The messages, which, according to MEMRI, appeared on Al-Aqsa TV on July 27 and August 3, seemed to offer support to people around the world who "thirst for the blood of the Jews."
"I travel all over the world, and I met supporters of Al-Aqsa, of the prisoners, of Jerusalem, and of Palestine -- people who thirst for the blood of the Jews, and who are eager for the promised war against the sons of Zion, until Palestine is liberated in its entirety," Sultan proclaimed.
His statements went on to make some bizarre accusations about problems that Jews had purportedly caused within Egypt's borders during Hosni Mubarak's time in power. Among the claims, Sultan said that thousands of "Zionists" came unto the country every month.
They got drunk, started fights, sodomized young boys and engaged in other crimes, he said. Here's more from the transcript:
"Under the previous [Egyptian] regime over 30,000 Zionists entered Egypt every month, defiling its land. The Egyptian police were forced to protect them, while they were getting drunk and picking fights...
There was a great scandal, when [alleged Israeli spy] Misrati and some Jews entered Egypt, in order to commit all kinds of crimes here: counterfeit dollars, taking photographs of military bases, girls with AIDS seducing young Egyptians in order to infect them, and the vilest act of all – for the price of one Egyptian pound Misrati and his gang would seduce young Egyptian boys from Cairo, Alexandria and Upper Egypt. They took young children who did not know any better and sodomized them."
Watch video of these comments, below:
This isn't the first time that Sultan has made headlines. Back in September 2011, he said that "every Zionist who enters Egypt should be killed." Watch video of him spouting these disturbing words, below:
Considering these views, his alleged membership with the Muslim Brotherhood and sociopolitical happenings in the Middle East, there is reason for concern (especially as Muslims and Christians here in the U.S. call for a non-Shariah compliant constitution in Egypt).

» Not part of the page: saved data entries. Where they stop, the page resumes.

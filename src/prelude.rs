//! Common imports for building a GC-control bridge.
//!
//! This prelude is intentionally small. It covers the types and helpers most
//! bridges use while avoiding over-broad re-exports.

pub use crate::env::{AcquireError, JniEnv, Jvmpi};
pub use crate::export_gc_natives;
pub use crate::sys::{jni, jvmpi};
pub use crate::{disable_gc, enable_gc, global_profiler, initialize_from_env};
#[cfg(feature = "embed")]
pub use crate::embed::{JavaVm, JavaVmBuilder};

Last year, TheBlaze provided more in-depth information about Sultan, including his connections to the U.S. and his former residency in Ohio. As we reported in September, Sultan, who has radical ties to Islamist figures across the globe, recently resided in Columbus, Ohio. In addition to living in the U.S., he has also allegedly lectured at a local, Islamic elementary school (Sunrise Academy) and purportedly still has family living in the house he owns here in America.
Since leaving the U.S., he has relocated to Bahrain. His application for U.S. citizenship, of course, has been denied (he appeared at a Hamas rally in Turkey and has made comments overseas that lay blame for 9/11 on the U.S. government).
Considering these latest comments, it seems Sultan hasn't changed his views about America, Israel and -- for that matter -- global affairs.